## Task statement
Spot each line in the data below containing "supports" and copy it.

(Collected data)
***
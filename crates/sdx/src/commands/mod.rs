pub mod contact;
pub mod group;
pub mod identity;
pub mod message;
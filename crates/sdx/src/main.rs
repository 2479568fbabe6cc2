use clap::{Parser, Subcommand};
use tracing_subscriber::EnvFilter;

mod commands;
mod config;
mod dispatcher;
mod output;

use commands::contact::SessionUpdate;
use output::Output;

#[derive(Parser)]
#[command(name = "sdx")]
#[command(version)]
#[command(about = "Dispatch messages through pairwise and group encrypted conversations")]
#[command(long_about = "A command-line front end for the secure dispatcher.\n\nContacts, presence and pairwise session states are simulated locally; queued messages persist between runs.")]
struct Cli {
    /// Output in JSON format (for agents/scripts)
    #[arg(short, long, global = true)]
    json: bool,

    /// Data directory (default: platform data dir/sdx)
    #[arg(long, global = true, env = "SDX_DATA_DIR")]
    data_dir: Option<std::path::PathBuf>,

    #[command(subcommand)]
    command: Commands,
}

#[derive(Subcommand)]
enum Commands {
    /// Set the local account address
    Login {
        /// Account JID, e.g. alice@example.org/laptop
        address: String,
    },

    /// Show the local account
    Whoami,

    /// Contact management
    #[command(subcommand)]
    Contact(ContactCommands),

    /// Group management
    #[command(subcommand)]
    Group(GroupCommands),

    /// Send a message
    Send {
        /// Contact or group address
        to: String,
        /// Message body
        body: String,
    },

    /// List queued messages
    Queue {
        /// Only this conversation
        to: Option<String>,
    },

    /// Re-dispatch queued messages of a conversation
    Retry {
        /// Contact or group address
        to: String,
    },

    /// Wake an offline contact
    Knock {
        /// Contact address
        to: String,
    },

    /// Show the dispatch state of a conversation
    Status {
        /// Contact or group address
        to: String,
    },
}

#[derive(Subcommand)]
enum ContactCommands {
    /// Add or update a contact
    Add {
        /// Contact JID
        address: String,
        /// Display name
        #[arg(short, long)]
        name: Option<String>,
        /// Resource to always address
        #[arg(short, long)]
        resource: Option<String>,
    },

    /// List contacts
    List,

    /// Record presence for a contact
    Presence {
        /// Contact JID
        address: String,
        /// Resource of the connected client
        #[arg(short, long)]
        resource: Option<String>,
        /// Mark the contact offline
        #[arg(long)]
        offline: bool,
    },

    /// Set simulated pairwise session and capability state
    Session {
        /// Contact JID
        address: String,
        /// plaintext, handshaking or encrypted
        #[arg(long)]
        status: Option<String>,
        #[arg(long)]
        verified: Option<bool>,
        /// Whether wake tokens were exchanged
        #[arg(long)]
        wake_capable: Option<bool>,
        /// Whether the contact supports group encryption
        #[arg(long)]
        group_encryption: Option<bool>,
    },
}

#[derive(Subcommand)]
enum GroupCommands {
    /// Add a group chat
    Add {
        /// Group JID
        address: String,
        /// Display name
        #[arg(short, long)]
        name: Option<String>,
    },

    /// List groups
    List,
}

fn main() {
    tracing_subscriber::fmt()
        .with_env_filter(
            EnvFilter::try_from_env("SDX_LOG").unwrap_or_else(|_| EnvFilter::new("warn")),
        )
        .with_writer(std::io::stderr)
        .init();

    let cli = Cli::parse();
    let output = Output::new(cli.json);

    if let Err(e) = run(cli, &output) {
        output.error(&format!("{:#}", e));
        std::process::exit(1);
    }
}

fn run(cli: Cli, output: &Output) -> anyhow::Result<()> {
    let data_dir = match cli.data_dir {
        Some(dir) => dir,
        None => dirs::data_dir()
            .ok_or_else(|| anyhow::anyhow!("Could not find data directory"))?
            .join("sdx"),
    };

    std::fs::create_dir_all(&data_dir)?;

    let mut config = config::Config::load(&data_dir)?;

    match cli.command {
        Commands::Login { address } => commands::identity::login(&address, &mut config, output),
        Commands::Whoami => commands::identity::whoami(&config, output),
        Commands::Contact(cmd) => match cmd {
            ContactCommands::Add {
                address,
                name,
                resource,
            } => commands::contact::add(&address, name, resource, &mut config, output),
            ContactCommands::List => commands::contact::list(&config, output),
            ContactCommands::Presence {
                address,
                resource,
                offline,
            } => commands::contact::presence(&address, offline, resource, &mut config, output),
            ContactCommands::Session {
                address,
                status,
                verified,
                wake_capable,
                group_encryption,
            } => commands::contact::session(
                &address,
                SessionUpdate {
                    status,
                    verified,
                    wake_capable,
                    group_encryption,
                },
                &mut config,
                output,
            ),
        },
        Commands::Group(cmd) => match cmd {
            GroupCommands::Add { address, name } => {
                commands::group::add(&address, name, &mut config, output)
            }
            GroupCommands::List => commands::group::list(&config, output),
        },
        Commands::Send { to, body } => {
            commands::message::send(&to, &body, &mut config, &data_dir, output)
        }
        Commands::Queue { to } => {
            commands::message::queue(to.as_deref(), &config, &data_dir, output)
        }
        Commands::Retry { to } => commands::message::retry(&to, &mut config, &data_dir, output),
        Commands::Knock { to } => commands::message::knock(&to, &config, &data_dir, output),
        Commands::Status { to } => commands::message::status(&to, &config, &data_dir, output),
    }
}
***
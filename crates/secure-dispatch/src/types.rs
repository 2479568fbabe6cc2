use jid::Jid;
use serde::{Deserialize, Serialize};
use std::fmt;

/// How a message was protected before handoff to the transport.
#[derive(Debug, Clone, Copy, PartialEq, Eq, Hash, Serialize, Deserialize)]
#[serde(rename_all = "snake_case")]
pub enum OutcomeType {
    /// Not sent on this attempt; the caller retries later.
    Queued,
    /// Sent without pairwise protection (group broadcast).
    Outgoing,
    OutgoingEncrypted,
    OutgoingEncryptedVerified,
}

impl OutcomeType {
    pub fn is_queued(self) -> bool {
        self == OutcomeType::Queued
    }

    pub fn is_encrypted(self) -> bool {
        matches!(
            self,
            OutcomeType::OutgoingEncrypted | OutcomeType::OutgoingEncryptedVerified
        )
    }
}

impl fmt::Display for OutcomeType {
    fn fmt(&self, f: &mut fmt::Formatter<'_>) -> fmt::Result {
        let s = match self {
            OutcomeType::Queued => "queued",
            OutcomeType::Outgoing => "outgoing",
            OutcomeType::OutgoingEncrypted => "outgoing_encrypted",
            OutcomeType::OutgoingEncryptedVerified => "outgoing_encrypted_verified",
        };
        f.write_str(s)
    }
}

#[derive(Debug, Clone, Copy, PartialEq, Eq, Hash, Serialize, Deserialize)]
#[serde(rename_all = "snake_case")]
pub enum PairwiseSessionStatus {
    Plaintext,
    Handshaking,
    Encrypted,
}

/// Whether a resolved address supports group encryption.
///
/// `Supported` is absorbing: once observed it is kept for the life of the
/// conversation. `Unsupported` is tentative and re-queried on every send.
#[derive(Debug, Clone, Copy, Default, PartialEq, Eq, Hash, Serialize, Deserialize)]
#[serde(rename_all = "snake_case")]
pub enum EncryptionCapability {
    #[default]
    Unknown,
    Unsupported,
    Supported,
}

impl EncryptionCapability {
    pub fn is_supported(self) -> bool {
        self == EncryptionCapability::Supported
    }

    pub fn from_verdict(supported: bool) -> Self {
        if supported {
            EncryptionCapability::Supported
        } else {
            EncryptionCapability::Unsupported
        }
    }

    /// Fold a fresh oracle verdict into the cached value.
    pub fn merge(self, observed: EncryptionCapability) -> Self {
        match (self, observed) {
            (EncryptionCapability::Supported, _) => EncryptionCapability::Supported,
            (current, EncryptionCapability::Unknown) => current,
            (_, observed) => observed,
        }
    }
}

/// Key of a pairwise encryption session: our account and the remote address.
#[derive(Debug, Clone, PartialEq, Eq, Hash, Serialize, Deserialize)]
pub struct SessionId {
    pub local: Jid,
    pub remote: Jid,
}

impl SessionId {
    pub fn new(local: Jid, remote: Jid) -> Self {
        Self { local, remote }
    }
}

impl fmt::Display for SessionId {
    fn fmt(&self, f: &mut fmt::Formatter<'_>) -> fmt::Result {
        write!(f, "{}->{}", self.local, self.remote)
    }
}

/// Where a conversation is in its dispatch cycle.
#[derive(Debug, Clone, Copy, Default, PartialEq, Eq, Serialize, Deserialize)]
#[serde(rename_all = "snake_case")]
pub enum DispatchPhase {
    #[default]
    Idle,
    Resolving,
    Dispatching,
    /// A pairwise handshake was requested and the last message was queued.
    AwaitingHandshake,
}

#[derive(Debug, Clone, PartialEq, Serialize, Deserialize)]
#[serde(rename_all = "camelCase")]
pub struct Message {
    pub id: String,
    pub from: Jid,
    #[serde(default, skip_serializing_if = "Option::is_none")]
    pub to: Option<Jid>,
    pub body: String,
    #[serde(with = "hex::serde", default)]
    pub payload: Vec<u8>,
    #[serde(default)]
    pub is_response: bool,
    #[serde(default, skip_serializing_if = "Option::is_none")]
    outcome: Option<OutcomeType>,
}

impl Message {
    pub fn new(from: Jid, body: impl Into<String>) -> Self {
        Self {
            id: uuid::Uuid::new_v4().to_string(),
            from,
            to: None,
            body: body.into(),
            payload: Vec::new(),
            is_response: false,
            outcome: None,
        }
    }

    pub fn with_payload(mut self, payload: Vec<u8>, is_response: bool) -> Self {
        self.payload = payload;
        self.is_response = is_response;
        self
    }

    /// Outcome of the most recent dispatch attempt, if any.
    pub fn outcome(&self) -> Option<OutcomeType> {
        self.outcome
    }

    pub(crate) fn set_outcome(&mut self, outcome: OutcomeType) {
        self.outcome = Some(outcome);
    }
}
***
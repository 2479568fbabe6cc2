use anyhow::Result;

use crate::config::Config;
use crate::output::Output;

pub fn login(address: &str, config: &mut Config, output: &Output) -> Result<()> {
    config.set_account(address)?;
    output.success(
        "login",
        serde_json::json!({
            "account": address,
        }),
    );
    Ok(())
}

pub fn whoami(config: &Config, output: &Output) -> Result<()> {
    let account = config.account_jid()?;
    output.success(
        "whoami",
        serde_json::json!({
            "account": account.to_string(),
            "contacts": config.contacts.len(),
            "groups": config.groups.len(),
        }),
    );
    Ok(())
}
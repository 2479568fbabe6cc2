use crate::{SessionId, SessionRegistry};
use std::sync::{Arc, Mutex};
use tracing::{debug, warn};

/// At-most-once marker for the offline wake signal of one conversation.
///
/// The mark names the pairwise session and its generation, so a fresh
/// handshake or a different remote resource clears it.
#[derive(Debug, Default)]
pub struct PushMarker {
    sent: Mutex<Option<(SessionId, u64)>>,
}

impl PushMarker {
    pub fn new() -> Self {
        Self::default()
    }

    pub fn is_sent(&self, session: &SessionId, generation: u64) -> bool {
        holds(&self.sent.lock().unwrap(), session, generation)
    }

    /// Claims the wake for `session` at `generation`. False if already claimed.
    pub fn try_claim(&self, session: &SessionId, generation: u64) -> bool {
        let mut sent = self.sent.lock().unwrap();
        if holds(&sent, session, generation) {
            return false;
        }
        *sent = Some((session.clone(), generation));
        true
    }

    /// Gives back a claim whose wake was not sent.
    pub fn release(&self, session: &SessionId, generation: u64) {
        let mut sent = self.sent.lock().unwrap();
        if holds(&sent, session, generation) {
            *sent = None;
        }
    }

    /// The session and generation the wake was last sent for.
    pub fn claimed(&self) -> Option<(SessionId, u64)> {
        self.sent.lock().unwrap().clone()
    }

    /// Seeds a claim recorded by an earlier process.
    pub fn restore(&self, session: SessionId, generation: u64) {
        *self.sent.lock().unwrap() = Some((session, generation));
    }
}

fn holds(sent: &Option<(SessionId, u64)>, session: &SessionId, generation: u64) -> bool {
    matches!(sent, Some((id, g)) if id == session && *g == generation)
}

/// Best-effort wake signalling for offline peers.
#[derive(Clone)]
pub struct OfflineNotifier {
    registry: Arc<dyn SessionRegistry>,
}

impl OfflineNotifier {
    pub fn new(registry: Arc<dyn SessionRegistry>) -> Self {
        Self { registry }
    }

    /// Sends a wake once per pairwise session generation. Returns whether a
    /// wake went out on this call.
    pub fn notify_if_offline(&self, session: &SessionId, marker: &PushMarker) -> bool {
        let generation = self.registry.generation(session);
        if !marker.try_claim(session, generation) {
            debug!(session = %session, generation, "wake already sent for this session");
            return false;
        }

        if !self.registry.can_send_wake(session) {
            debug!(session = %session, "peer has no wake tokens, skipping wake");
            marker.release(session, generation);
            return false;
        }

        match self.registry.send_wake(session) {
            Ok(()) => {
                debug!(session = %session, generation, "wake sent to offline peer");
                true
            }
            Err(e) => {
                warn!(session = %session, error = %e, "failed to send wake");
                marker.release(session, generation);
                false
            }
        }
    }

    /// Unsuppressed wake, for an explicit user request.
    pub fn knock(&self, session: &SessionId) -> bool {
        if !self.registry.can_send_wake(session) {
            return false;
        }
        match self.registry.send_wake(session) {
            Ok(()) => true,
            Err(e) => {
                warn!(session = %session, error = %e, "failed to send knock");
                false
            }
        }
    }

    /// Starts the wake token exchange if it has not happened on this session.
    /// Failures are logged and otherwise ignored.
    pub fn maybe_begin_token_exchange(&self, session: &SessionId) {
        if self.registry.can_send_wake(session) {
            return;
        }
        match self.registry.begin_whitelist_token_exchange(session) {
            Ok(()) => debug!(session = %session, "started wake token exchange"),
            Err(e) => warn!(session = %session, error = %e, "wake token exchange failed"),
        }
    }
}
***
## Result for this task
        /// Whether the contact supports group encryption
/// Whether a resolved address supports group encryption.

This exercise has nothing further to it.